My Grandma Minnie had a deep devotion to the Sacred Heart. I don’t know if she ever called it the “Sacred Heart,” but her favorite representation of Jesus was always ones in which he was revealing his heart. In fact, the two representations I remember most clearly were a very cheap picture in a black plastic frame and a large statue of the Sacred Heart that she keep in the corner of her living room. She received that statue from a Hispanic Roman Catholic friend of her’s and it was one of her most prized possessions.

The other day, as my mother and I were cleaning the basement of my mother’s house, getting ready for her move, I found that statue in a large cardboard box. No, I will not set it up here in the church, but I am going to put it in a place of honor in the rectory.

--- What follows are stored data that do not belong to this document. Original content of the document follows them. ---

pub mod core;
pub mod portal;
pub mod reports;
use crate::scores::{Cell, Grade, ScoreRow, ScoreTable};

/// Grade bands as inclusive lower bounds, highest first.
const GRADE_BANDS: [(i64, Grade); 3] = [(75, Grade::A), (60, Grade::B), (50, Grade::C)];

/// Largest float magnitude that truncates into an `i64` without saturating.
const MAX_FLOAT_SCORE: f64 = 9.0e18;

/// Integer reading of a score cell. Blank counts as 0; whole-number text is
/// accepted; fractional floats truncate toward zero.
pub fn parse_score(cell: &Cell) -> Option<i64> {
    match cell {
        Cell::Empty => Some(0),
        Cell::Int(v) => Some(*v),
        Cell::Float(v) if v.is_finite() && v.abs() < MAX_FLOAT_SCORE => Some(v.trunc() as i64),
        Cell::Float(_) => None,
        Cell::Text(s) => {
            let t = s.trim();
            if t.is_empty() {
                Some(0)
            } else {
                t.parse::<i64>().ok()
            }
        }
    }
}

pub fn grade_for(final_score: i64) -> Grade {
    GRADE_BANDS
        .iter()
        .find(|(floor, _)| final_score >= *floor)
        .map(|(_, g)| *g)
        .unwrap_or(Grade::F)
}

#[derive(Debug, Clone, Copy, PartialEq, Eq)]
pub enum RowOutcome {
    Graded { final_score: i64, grade: Grade },
    Skipped,
}

/// CA1 + CA2 + Exam and its grade, or `Skipped` if any input is not an
/// integer or the sum does not fit in an `i64`.
pub fn evaluate_row(row: &ScoreRow) -> RowOutcome {
    let parsed = (
        parse_score(&row.ca1),
        parse_score(&row.ca2),
        parse_score(&row.exam),
    );
    let (Some(ca1), Some(ca2), Some(exam)) = parsed else {
        return RowOutcome::Skipped;
    };
    let Some(final_score) = ca1.checked_add(ca2).and_then(|s| s.checked_add(exam)) else {
        return RowOutcome::Skipped;
    };
    RowOutcome::Graded {
        final_score,
        grade: grade_for(final_score),
    }
}

/// Writes Final/Grade for one row. A skipped row is left exactly as it was.
pub fn grade_row(row: &mut ScoreRow) -> RowOutcome {
    let outcome = evaluate_row(row);
    if let RowOutcome::Graded { final_score, grade } = outcome {
        row.final_score = Some(final_score);
        row.grade = Some(grade);
    }
    outcome
}

#[derive(Debug, Clone, Copy, Default, PartialEq, Eq)]
pub struct GradeSummary {
    pub graded: usize,
    pub skipped: usize,
}

pub fn grade_table(table: &mut ScoreTable) -> GradeSummary {
    let mut summary = GradeSummary::default();
    for row in table.rows.iter_mut() {
        match grade_row(row) {
            RowOutcome::Graded { .. } => summary.graded += 1,
            RowOutcome::Skipped => summary.skipped += 1,
        }
    }
    summary
}
//! Error types for pool construction.

use thiserror::Error;

/// Result type for pool operations.
pub type PoolResult<T> = Result<T, PoolError>;

/// Errors that can occur while building an admission pool.
///
/// Only construction can fail. The request and release paths report nothing:
/// a request returns `false` on shutdown, and a release always succeeds.
#[derive(Debug, Error)]
#[allow(missing_docs)] // Fields are documented by variant docs
pub enum PoolError {
    /// The priority reserve does not fit inside the pool.
    #[error("priority reserve ({reserve} bytes) exceeds pool base ({base} bytes)")]
    ReserveExceedsBase { reserve: u64, base: u64 },

    /// Configuration rejected by validation.
    #[error("configuration error: {message}")]
    Config { message: String },
}

impl PoolError {
    /// Creates a configuration error.
    pub fn config(message: impl Into<String>) -> Self {
        Self::Config {
            message: message.into(),
        }
    }
}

For my grandmother, this devotion wasn’t some strange Catholic devotion. For her, it truly represented the love Jesus had for us and, although she wasn’t a big preacher, she made it clear that Jesus did truly love each of us.

I have to agree with her.

Why the Sacred Heart is important to me is not because it is some quaint catholic devotion. It is important to me because it is such a wonderful representation of that love Jesus has for each of us and all of us. That Sacred Heart is a beautiful symbol that Jesus loves fully and completely and wholly. Jesus loves in a way we strive to love, but cannot love. Our love has limits. Our love fails at times. But not Jesus’. His love is always without limits.

And that love knows no bounds. Jesus loves everyone fully and completely, no matter who or what they are. I say it all the time and I will always say it—Jesus love for us knows no bounds. He loves us fully and completely. And we see this most clearly in that devotion to the Sacred Heart.

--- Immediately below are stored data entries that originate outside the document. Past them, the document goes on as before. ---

//! Process-wide defaults for the admission pool.
//!
//! These values seed [`PoolConfig::default`](crate::PoolConfig::default) and
//! are sized for a long-running service that dispatches many concurrent jobs
//! with declared working sets in the tens of megabytes.

// =============================================================================
// Pool Sizing
// =============================================================================

/// Default size of the quota pool (512 MiB).
///
/// This bounds the aggregate declared working set of all jobs admitted at
/// once. It is an accounting budget, not an allocation: the pool never
/// reserves real memory.
pub const DEFAULT_POOL_BYTES: u64 = 512 * 1024 * 1024;

/// Default slice of the pool reserved for high-priority callers (128 MiB).
///
/// A quarter of the default pool. Normal-priority callers see the pool as if
/// this slice did not exist, which keeps low-volume high-priority work at
/// zero wait even under a backlog of bulk requests.
pub const DEFAULT_PRIORITY_RESERVE_BYTES: u64 = DEFAULT_POOL_BYTES / 4;

// =============================================================================
// Heap Compaction
// =============================================================================

/// Default amount of returned quota between heap compactions (one pool).
///
/// Once more than this many bytes have been handed back since the last pass,
/// the pool invokes its [`Compactor`](crate::Compactor) hook. Tying the
/// threshold to the default pool size makes compaction fire roughly once per
/// pool's worth of churn, which in practice sheds resident memory without a
/// measurable throughput cost.
pub const DEFAULT_COMPACT_THRESHOLD_BYTES: u64 = DEFAULT_POOL_BYTES;
//! Admission pool configuration.

use serde::{Deserialize, Serialize};

use crate::constants::{
    DEFAULT_COMPACT_THRESHOLD_BYTES, DEFAULT_POOL_BYTES, DEFAULT_PRIORITY_RESERVE_BYTES,
};
use crate::error::{PoolError, PoolResult};

/// Configuration for a [`MemoryManager`](crate::MemoryManager).
///
/// # Example
///
/// ```rust
/// use memgate::PoolConfig;
///
/// let config = PoolConfig::new(64 * 1024 * 1024).with_priority_reserve(8 * 1024 * 1024);
/// assert!(config.validate().is_ok());
/// ```
#[derive(Debug, Clone, Serialize, Deserialize)]
pub struct PoolConfig {
    /// Nominal pool size in bytes; the aggregate working-set budget.
    pub base: u64,
    /// Bytes within `base` off-limits to normal-priority callers.
    pub priority_reserve: u64,
    /// Returned bytes between heap compaction passes.
    pub compact_threshold: u64,
}

impl PoolConfig {
    /// Creates a configuration for a pool of `base` bytes.
    ///
    /// A quarter of the pool is reserved for high-priority callers; the
    /// compaction threshold keeps its process-wide default.
    #[must_use]
    pub fn new(base: u64) -> Self {
        Self {
            base,
            priority_reserve: base / 4,
            compact_threshold: DEFAULT_COMPACT_THRESHOLD_BYTES,
        }
    }

    /// Sets the priority reserve.
    #[must_use]
    pub fn with_priority_reserve(mut self, bytes: u64) -> Self {
        self.priority_reserve = bytes;
        self
    }

    /// Sets the compaction threshold.
    #[must_use]
    pub fn with_compact_threshold(mut self, bytes: u64) -> Self {
        self.compact_threshold = bytes;
        self
    }

    /// Validates the configuration.
    pub fn validate(&self) -> PoolResult<()> {
        if self.base == 0 {
            return Err(PoolError::config("pool base must be greater than 0"));
        }
        if self.priority_reserve > self.base {
            return Err(PoolError::ReserveExceedsBase {
                reserve: self.priority_reserve,
                base: self.base,
            });
        }
        Ok(())
    }
}

impl Default for PoolConfig {
    fn default() -> Self {
        Self {
            base: DEFAULT_POOL_BYTES,
            priority_reserve: DEFAULT_PRIORITY_RESERVE_BYTES,
            compact_threshold: DEFAULT_COMPACT_THRESHOLD_BYTES,
        }
    }
}

#[cfg(test)]
mod tests {
    use super::*;

    #[test]
    fn test_config_new() {
        let config = PoolConfig::new(100);
        assert_eq!(config.base, 100);
        assert_eq!(config.priority_reserve, 25);
        assert_eq!(config.compact_threshold, DEFAULT_COMPACT_THRESHOLD_BYTES);
        assert!(config.validate().is_ok());
    }

    #[test]
    fn test_config_default() {
        let config = PoolConfig::default();
        assert_eq!(config.base, DEFAULT_POOL_BYTES);
        assert_eq!(config.priority_reserve, DEFAULT_PRIORITY_RESERVE_BYTES);
        assert!(config.validate().is_ok());
    }

    #[test]
    fn test_config_builder() {
        let config = PoolConfig::new(1000)
            .with_priority_reserve(300)
            .with_compact_threshold(500);

        assert_eq!(config.priority_reserve, 300);
        assert_eq!(config.compact_threshold, 500);
    }

    #[test]
    fn test_zero_base_rejected() {
        let config = PoolConfig::new(0);
        assert!(config.validate().is_err());
    }

    #[test]
    fn test_reserve_larger_than_base_rejected() {
        let config = PoolConfig::new(10).with_priority_reserve(11);
        assert!(matches!(
            config.validate(),
            Err(PoolError::ReserveExceedsBase {
                reserve: 11,
                base: 10
            })
        ));
    }

    #[test]
    fn test_reserve_equal_to_base_allowed() {
        let config = PoolConfig::new(10).with_priority_reserve(10);
        assert!(config.validate().is_ok());
    }
}
//! Shared helpers for benchmark setup.

use std::sync::Arc;

use memgate::{MemoryManager, PoolConfig};
use tokio_util::sync::CancellationToken;

/// Builds a single-threaded runtime for driving async benchmarks.
pub fn runtime() -> tokio::runtime::Runtime {
    tokio::runtime::Builder::new_current_thread()
        .build()
        .expect("failed to build runtime")
}

/// Builds a pool of `base` bytes with `reserve` set aside for priority work.
pub fn pool(base: u64, reserve: u64) -> (Arc<MemoryManager>, CancellationToken) {
    let stop = CancellationToken::new();
    let config = PoolConfig::new(base).with_priority_reserve(reserve);
    let manager = MemoryManager::new(config, stop.clone()).expect("valid config");
    (Arc::new(manager), stop)
}
use std::{error, fmt};

/// Provide a chained-causes representation for any type that implements `Error`
pub fn error_chain_fmt(e: &impl error::Error, f: &mut fmt::Formatter<'_>) -> fmt::Result {
    writeln!(f, "{e}\n")?;

    let mut current = e.source();
    while let Some(cause) = current {
        writeln!(f, "Caused by:\n\t{cause}")?;
        current = cause.source();
    }

    Ok(())
}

But it’s not enough that we are simply the recipients of this love. The fact is: we are followers of Jesus. As followers of Jesus we are essentially called to imitate Jesus. And that means that our hearts should be like his Heart. Our hearts should be filled to the brim with a burning love. For everyone.

Everyone—no matter who they are—can be found within that Heart. No one is excluded from that place of burning love which is never extinguished.

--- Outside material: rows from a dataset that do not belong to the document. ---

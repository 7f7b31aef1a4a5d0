use std::{env, time};

use config::{Config, ConfigError, Environment, File};
use secrecy::SecretString;
use url::{ParseError, Url};

use crate::provider::mailchimp::{MailchimpClient, MailchimpCredentials};
use crate::provider::{ProviderError, ProviderKind};

/// Settings
#[derive(Clone, serde::Deserialize)]
pub struct Settings {
    pub application: ApplicationSettings,
    pub newsletter: NewsletterSettings,
    pub mailchimp: MailchimpSettings,
}

impl Settings {
    /// Get settings from configuration files and environment variables
    pub fn get_config() -> Result<Self, ConfigError> {
        let path = env::current_dir().expect("Failed to determine the current directory");
        let config_dir = path.join("config");

        // Detect the running environment (default: `dev`)
        let env: Env = env::var("APP_ENVIRONMENT")
            .unwrap_or_else(|_| "dev".into())
            .try_into()
            .expect("Failed to parse APP_ENVIRONMENT");

        // Read the configuration from files and environment variables
        let mut settings: Self = Config::builder()
            // Base configuration file
            .add_source(File::from(config_dir.join("base.yaml")).required(true))
            // Environment-specific configuration file
            .add_source(File::from(config_dir.join(env.as_str())).required(true))
            // Environment variables (e.g., `NEWSLETTER_RELAY__APPLICATION__APP_PORT=8888`
            // would set Settings.application.app_port to 8888)
            .add_source(Environment::with_prefix("NEWSLETTER_RELAY").separator("__"))
            .build()?
            .try_deserialize()?;

        // The flat `MAILCHIMP_*` variables take precedence over any file-sourced value
        if let Ok(api_key) = env::var("MAILCHIMP_API_KEY") {
            settings.mailchimp.api_key = Some(SecretString::from(api_key));
        }
        if let Ok(audience_id) = env::var("MAILCHIMP_AUDIENCE_ID") {
            settings.mailchimp.audience_id = Some(audience_id);
        }

        Ok(settings)
    }
}

/// Application settings
#[derive(Clone, serde::Deserialize)]
pub struct ApplicationSettings {
    pub app_host: String,
    pub app_port: u16,
}

/// Newsletter relay settings
#[derive(Clone, serde::Deserialize)]
pub struct NewsletterSettings {
    pub provider: ProviderKind,
}

/// Mailchimp settings
///
/// Credentials are optional at startup; their absence only surfaces when a
/// subscription is attempted.
#[derive(Clone, serde::Deserialize)]
pub struct MailchimpSettings {
    pub api_key: Option<SecretString>,
    pub audience_id: Option<String>,
    pub api_base_url: Option<String>,
    pub timeout_millis: u64,
}

impl MailchimpSettings {
    /// Build the Mailchimp API client
    pub fn client(&self) -> Result<MailchimpClient, ParseError> {
        let api_base = self.api_base_url.as_deref().map(Url::parse).transpose()?;
        Ok(MailchimpClient::new(api_base, self.timeout()))
    }

    /// Resolve the credentials, requiring both parts to be present
    pub fn credentials(&self) -> Result<MailchimpCredentials, ProviderError> {
        match (&self.api_key, &self.audience_id) {
            (Some(api_key), Some(audience_id)) => Ok(MailchimpCredentials::new(
                api_key.clone(),
                audience_id.clone(),
            )),
            _ => Err(ProviderError::MissingCredentials),
        }
    }

    /// Get configured timeout
    pub const fn timeout(&self) -> time::Duration {
        time::Duration::from_millis(self.timeout_millis)
    }
}

/// Available runtime environments
pub enum Env {
    Development,
    Production,
}

impl Env {
    /// Represent environment as a string
    pub const fn as_str(&self) -> &'static str {
        match self {
            Self::Development => "dev",
            Self::Production => "prd",
        }
    }
}

impl TryFrom<String> for Env {
    type Error = String;

    fn try_from(value: String) -> Result<Self, Self::Error> {
        match value.to_lowercase().as_str() {
            "dev" => Ok(Self::Development),
            "prd" => Ok(Self::Production),
            other => Err(format!(
                "`{other}` is not a supported environment. Use either `dev` or `prd`"
            )),
        }
    }
}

When we see devotion to Christ’s loving heart in this way, we see that it IS very timely for our church at this point. We see that this reminder to love as Jesus loved is at the core of the Gospel and at the core of what it means to follow Jesus.

When we see the Sacred Heart we should see it as a mirror in which our own hearts are reflected. His heart is the ideal. It is the goal in our own love. We too should love just as like the Sacred Heart of Jesus loves.

This love is not an easy love. It truly is the yoke that Jesus talks about in today’s Gospel. When he says to us:

“Take my yoke upon you, and learn from me; for I am gentle and humble in heart, and you will find rest for you souls. For my yoke I easy, and my burden light.”

We truly find that he is setting the standard. Learn from him. He is gentle and humble in heart. In this love that he feels for each of us and in the love that we, in turn give to others, we will find rest for our souls.

So find refuge in this love. Let his love be the guide for your love. Let your heart be a reflection of that Sacred Heart of Jesus, which contains within it the vastness of Christ’s love for each of us.